### AVAILABLE DATA
// Copyright 2025 Jonas Kruckenberg
//
// Licensed under the Apache License, Version 2.0, <LICENSE-APACHE or
// http://apache.org/licenses/LICENSE-2.0> or the MIT license <LICENSE-MIT or
// http://opensource.org/licenses/MIT>, at your option. This file may not be
// copied, modified, or distributed except according to those terms.

use crate::error::{TryRecvError, TrySendError};
use crate::sync::wait_list::{WaitList, Waiter};
use core::cell::{Cell, RefCell};
use core::future::Future;
use core::pin::Pin;
use core::task::{Context, Poll};
use std::collections::VecDeque;
use std::rc::Rc;

/// Multi-producer multi-consumer FIFO channel.
///
/// Cloning the channel clones a handle to the same buffer; any handle may
/// send, receive or [`close`][Channel::close]. A bounded channel applies
/// backpressure: senders suspend while the buffer is full. Values travel in
/// strict send order.
///
/// Cancel safety: a value only leaves the sender when it enters the buffer,
/// both inside a single `poll`. A cancelled [`send`][Channel::send] either
/// delivered its value or still owns it (and drops it); a cancelled
/// [`recv`][Channel::recv] either returned a value or took nothing. Wakeups
/// consumed by a cancelled waiter are re-signalled to the next one.
pub struct Channel<T> {
    inner: Rc<Inner<T>>,
}

struct Inner<T> {
    buffer: RefCell<VecDeque<T>>,
    capacity: Option<usize>,
    closed: Cell<bool>,
    /// Senders waiting for buffer space.
    senders: WaitList,
    /// Receivers waiting for a value.
    receivers: WaitList,
}

// === impl Channel ===

impl<T> Clone for Channel<T> {
    fn clone(&self) -> Self {
        Self {
            inner: Rc::clone(&self.inner),
        }
    }
}

impl<T> Channel<T> {
    /// Creates a channel holding at most `capacity` values.
    ///
    /// # Panics
    ///
    /// Panics if `capacity` is zero. A rendezvous hand-off cannot be
    /// expressed in this runtime, where a cancelled receiver must not be
    /// able to strand a value outside any buffer.
    #[must_use]
    pub fn bounded(capacity: usize) -> Self {
        assert!(capacity > 0, "channel capacity must be at least 1");
        Self::with_capacity(Some(capacity))
    }

    /// Creates a channel with no backpressure; `send` never suspends.
    #[must_use]
    pub fn unbounded() -> Self {
        Self::with_capacity(None)
    }

    fn with_capacity(capacity: Option<usize>) -> Self {
        Self {
            inner: Rc::new(Inner {
                buffer: RefCell::new(VecDeque::new()),
                capacity,
                closed: Cell::new(false),
                senders: WaitList::new(),
                receivers: WaitList::new(),
            }),
        }
    }

    /// Sends `value`, suspending while the buffer is full. Resolves to
    /// `true` once the value is buffered, or `false` (dropping the value) if
    /// the channel is closed first.
    pub fn send(&self, value: T) -> Send<'_, T> {
        Send {
            channel: self,
            value: Some(value),
            waiter: Waiter::new(),
        }
    }

    /// Receives the oldest value, suspending while the buffer is empty.
    /// Resolves to `None` once the channel is closed and drained.
    pub fn recv(&self) -> Recv<'_, T> {
        Recv {
            channel: self,
            waiter: Waiter::new(),
        }
    }

    /// Non-suspending send. Fails with [`TrySendError::Full`] while senders
    /// are parked, even if a slot just opened up: freed slots belong to the
    /// oldest waiting sender.
    pub fn try_send(&self, value: T) -> Result<(), TrySendError<T>> {
        if self.inner.closed.get() {
            return Err(TrySendError::Closed(value));
        }
        if self.is_full() || !self.inner.senders.is_empty() {
            return Err(TrySendError::Full(value));
        }
        self.inner.buffer.borrow_mut().push_back(value);
        self.inner.receivers.wake_one();
        Ok(())
    }

    /// Non-suspending receive.
    pub fn try_recv(&self) -> Result<T, TryRecvError> {
        let value = self.inner.buffer.borrow_mut().pop_front();
        match value {
            Some(value) => {
                self.inner.senders.wake_one();
                Ok(value)
            }
            None if self.inner.closed.get() => Err(TryRecvError::Closed),
            None => Err(TryRecvError::Empty),
        }
    }

    /// Closes the channel. Buffered values can still be received; pending
    /// and future sends fail. Idempotent.
    pub fn close(&self) {
        if self.inner.closed.replace(true) {
            return;
        }
        tracing::trace!(buffered = self.len(), "channel closed");
        self.inner.senders.wake_all();
        self.inner.receivers.wake_all();
    }

    pub fn is_closed(&self) -> bool {
        self.inner.closed.get()
    }

    pub fn len(&self) -> usize {
        self.inner.buffer.borrow().len()
    }

    pub fn is_empty(&self) -> bool {
        self.inner.buffer.borrow().is_empty()
    }

    pub fn capacity(&self) -> Option<usize> {
        self.inner.capacity
    }

    /// Whether the buffer is at capacity. Always `false` for unbounded
    /// channels.
    pub fn is_full(&self) -> bool {
        self.inner
            .capacity
            .is_some_and(|capacity| self.inner.buffer.borrow().len() >= capacity)
    }
}

/// Future returned by [`Channel::send`].
pub struct Send<'a, T> {
    channel: &'a Channel<T>,
    value: Option<T>,
    waiter: Waiter,
}

// === impl Send ===

// the value travels by ownership, never by address
impl<T> Unpin for Send<'_, T> {}

static_assertions::assert_impl_all!(Send<'static, core::marker::PhantomPinned>: Unpin);

impl<T> Future for Send<'_, T> {
    type Output = bool;

    fn poll(mut self: Pin<&mut Self>, cx: &mut Context<'_>) -> Poll<bool> {
        let this = &mut *self;
        let inner = &this.channel.inner;
        let mut woken = false;
        loop {
            if inner.closed.get() {
                this.value = None;
                this.waiter.cancel();
                return Poll::Ready(false);
            }
            // a freed slot belongs to the sender it woke; a newcomer may
            // only commit when nobody is parked ahead of it
            if !this.channel.is_full() && (woken || inner.senders.is_empty()) {
                let value = this.value.take().expect("Send polled after completion");
                inner.buffer.borrow_mut().push_back(value);
                inner.receivers.wake_one();
                this.waiter.cancel();
                if !this.channel.is_full() {
                    // room to spare; let the next sender through
                    inner.senders.wake_one();
                }
                return Poll::Ready(true);
            }
            if this.waiter.poll_wait(&inner.senders, cx).is_pending() {
                return Poll::Pending;
            }
            woken = true;
        }
    }
}

impl<T> Drop for Send<'_, T> {
    fn drop(&mut self) {
        if self.waiter.cancel() {
            // a slot was promised to us; offer it to the next sender
            self.channel.inner.senders.wake_one();
        }
    }
}

/// Future returned by [`Channel::recv`].
pub struct Recv<'a, T> {
    channel: &'a Channel<T>,
    waiter: Waiter,
}

// === impl Recv ===

impl<T> Future for Recv<'_, T> {
    type Output = Option<T>;

    fn poll(mut self: Pin<&mut Self>, cx: &mut Context<'_>) -> Poll<Option<T>> {
        let this = &mut *self;
        let inner = &this.channel.inner;
        loop {
            let value = inner.buffer.borrow_mut().pop_front();
            if let Some(value) = value {
                inner.senders.wake_one();
                this.waiter.cancel();
                return Poll::Ready(Some(value));
            }
            if inner.closed.get() {
                this.waiter.cancel();
                return Poll::Ready(None);
            }
            if this.waiter.poll_wait(&inner.receivers, cx).is_pending() {
                return Poll::Pending;
            }
        }
    }
}

impl<T> Drop for Recv<'_, T> {
    fn drop(&mut self) {
        if self.waiter.cancel() {
            // a value arrived for us; let another receiver take it
            self.channel.inner.receivers.wake_one();
        }
    }
}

### EXERCISE DESCRIPTION
Without any alteration, the preceding material should be retyped in full.

### WRITTEN RESPONSE
// Copyright 2025 Jonas Kruckenberg
//
// Licensed under the Apache License, Version 2.0, <LICENSE-APACHE or
// http://apache.org/licenses/LICENSE-2.0> or the MIT license <LICENSE-MIT or
// http://opensource.org/licenses/MIT>, at your option. This file may not be
// copied, modified, or distributed except according to those terms.

use crate::error::{TryRecvError, TrySendError};
use crate::sync::wait_list::{WaitList, Waiter};
use core::cell::{Cell, RefCell};
use core::future::Future;
use core::pin::Pin;
use core::task::{Context, Poll};
use std::collections::VecDeque;
use std::rc::Rc;

/// Multi-producer multi-consumer FIFO channel.
///
/// Cloning the channel clones a handle to the same buffer; any handle may
/// send, receive or [`close`][Channel::close]. A bounded channel applies
/// backpressure: senders suspend while the buffer is full. Values travel in
/// strict send order.
///
/// Cancel safety: a value only leaves the sender when it enters the buffer,
/// both inside a single `poll`. A cancelled [`send`][Channel::send] either
/// delivered its value or still owns it (and drops it); a cancelled
/// [`recv`][Channel::recv] either returned a value or took nothing. Wakeups
/// consumed by a cancelled waiter are re-signalled to the next one.
pub struct Channel<T> {
    inner: Rc<Inner<T>>,
}

struct Inner<T> {
    buffer: RefCell<VecDeque<T>>,
    capacity: Option<usize>,
    closed: Cell<bool>,
    /// Senders waiting for buffer space.
    senders: WaitList,
    /// Receivers waiting for a value.
    receivers: WaitList,
}

// === impl Channel ===

impl<T> Clone for Channel<T> {
    fn clone(&self) -> Self {
        Self {
            inner: Rc::clone(&self.inner),
        }
    }
}

impl<T> Channel<T> {
    /// Creates a channel holding at most `capacity` values.
    ///
    /// # Panics
    ///
    /// Panics if `capacity` is zero. A rendezvous hand-off cannot be
    /// expressed in this runtime, where a cancelled receiver must not be
    /// able to strand a value outside any buffer.
    #[must_use]
    pub fn bounded(capacity: usize) -> Self {
        assert!(capacity > 0, "channel capacity must be at least 1");
        Self::with_capacity(Some(capacity))
    }

    /// Creates a channel with no backpressure; `send` never suspends.
    #[must_use]
    pub fn unbounded() -> Self {
        Self::with_capacity(None)
    }

    fn with_capacity(capacity: Option<usize>) -> Self {
        Self {
            inner: Rc::new(Inner {
                buffer: RefCell::new(VecDeque::new()),
                capacity,
                closed: Cell::new(false),
                senders: WaitList::new(),
                receivers: WaitList::new(),
            }),
        }
    }

    /// Sends `value`, suspending while the buffer is full. Resolves to
    /// `true` once the value is buffered, or `false` (dropping the value) if
    /// the channel is closed first.
    pub fn send(&self, value: T) -> Send<'_, T> {
        Send {
            channel: self,
            value: Some(value),
            waiter: Waiter::new(),
        }
    }

    /// Receives the oldest value, suspending while the buffer is empty.
    /// Resolves to `None` once the channel is closed and drained.
    pub fn recv(&self) -> Recv<'_, T> {
        Recv {
            channel: self,
            waiter: Waiter::new(),
        }
    }

    /// Non-suspending send. Fails with [`TrySendError::Full`] while senders
    /// are parked, even if a slot just opened up: freed slots belong to the
    /// oldest waiting sender.
    pub fn try_send(&self, value: T) -> Result<(), TrySendError<T>> {
        if self.inner.closed.get() {
            return Err(TrySendError::Closed(value));
        }
        if self.is_full() || !self.inner.senders.is_empty() {
            return Err(TrySendError::Full(value));
        }
        self.inner.buffer.borrow_mut().push_back(value);
        self.inner.receivers.wake_one();
        Ok(())
    }

    /// Non-suspending receive.
    pub fn try_recv(&self) -> Result<T, TryRecvError> {
        let value = self.inner.buffer.borrow_mut().pop_front();
        match value {
            Some(value) => {
                self.inner.senders.wake_one();
                Ok(value)
            }
            None if self.inner.closed.get() => Err(TryRecvError::Closed),
            None => Err(TryRecvError::Empty),
        }
    }

    /// Closes the channel. Buffered values can still be received; pending
    /// and future sends fail. Idempotent.
    pub fn close(&self) {
        if self.inner.closed.replace(true) {
            return;
        }
        tracing::trace!(buffered = self.len(), "channel closed");
        self.inner.senders.wake_all();
        self.inner.receivers.wake_all();
    }

    pub fn is_closed(&self) -> bool {
        self.inner.closed.get()
    }

    pub fn len(&self) -> usize {
        self.inner.buffer.borrow().len()
    }

    pub fn is_empty(&self) -> bool {
        self.inner.buffer.borrow().is_empty()
    }

    pub fn capacity(&self) -> Option<usize> {
        self.inner.capacity
    }

    /// Whether the buffer is at capacity. Always `false` for unbounded
    /// channels.
    pub fn is_full(&self) -> bool {
        self.inner
            .capacity
            .is_some_and(|capacity| self.inner.buffer.borrow().len() >= capacity)
    }
}

/// Future returned by [`Channel::send`].
pub struct Send<'a, T> {
    channel: &'a Channel<T>,
    value: Option<T>,
    waiter: Waiter,
}

// === impl Send ===

// the value travels by ownership, never by address
impl<T> Unpin for Send<'_, T> {}

static_assertions::assert_impl_all!(Send<'static, core::marker::PhantomPinned>: Unpin);

impl<T> Future for Send<'_, T> {
    type Output = bool;

    fn poll(mut self: Pin<&mut Self>, cx: &mut Context<'_>) -> Poll<bool> {
        let this = &mut *self;
        let inner = &this.channel.inner;
        let mut woken = false;
        loop {
            if inner.closed.get() {
                this.value = None;
                this.waiter.cancel();
                return Poll::Ready(false);
            }
            // a freed slot belongs to the sender it woke; a newcomer may
            // only commit when nobody is parked ahead of it
            if !this.channel.is_full() && (woken || inner.senders.is_empty()) {
                let value = this.value.take().expect("Send polled after completion");
                inner.buffer.borrow_mut().push_back(value);
                inner.receivers.wake_one();
                this.waiter.cancel();
                if !this.channel.is_full() {
                    // room to spare; let the next sender through
                    inner.senders.wake_one();
                }
                return Poll::Ready(true);
            }
            if this.waiter.poll_wait(&inner.senders, cx).is_pending() {
                return Poll::Pending;
            }
            woken = true;
        }
    }
}

impl<T> Drop for Send<'_, T> {
    fn drop(&mut self) {
        if self.waiter.cancel() {
            // a slot was promised to us; offer it to the next sender
            self.channel.inner.senders.wake_one();
        }
    }
}

/// Future returned by [`Channel::recv`].
pub struct Recv<'a, T> {
    channel: &'a Channel<T>,
    waiter: Waiter,
}

// === impl Recv ===

impl<T> Future for Recv<'_, T> {
    type Output = Option<T>;

    fn poll(mut self: Pin<&mut Self>, cx: &mut Context<'_>) -> Poll<Option<T>> {
        let this = &mut *self;
        let inner = &this.channel.inner;
        loop {
            let value = inner.buffer.borrow_mut().pop_front();
            if let Some(value) = value {
                inner.senders.wake_one();
                this.waiter.cancel();
                return Poll::Ready(Some(value));
            }
            if inner.closed.get() {
                this.waiter.cancel();
                return Poll::Ready(None);
            }
            if this.waiter.poll_wait(&inner.receivers, cx).is_pending() {
                return Poll::Pending;
            }
        }
    }
}

impl<T> Drop for Recv<'_, T> {
    fn drop(&mut self) {
        if self.waiter.cancel() {
            // a value arrived for us; let another receiver take it
            self.channel.inner.receivers.wake_one();
        }
    }
}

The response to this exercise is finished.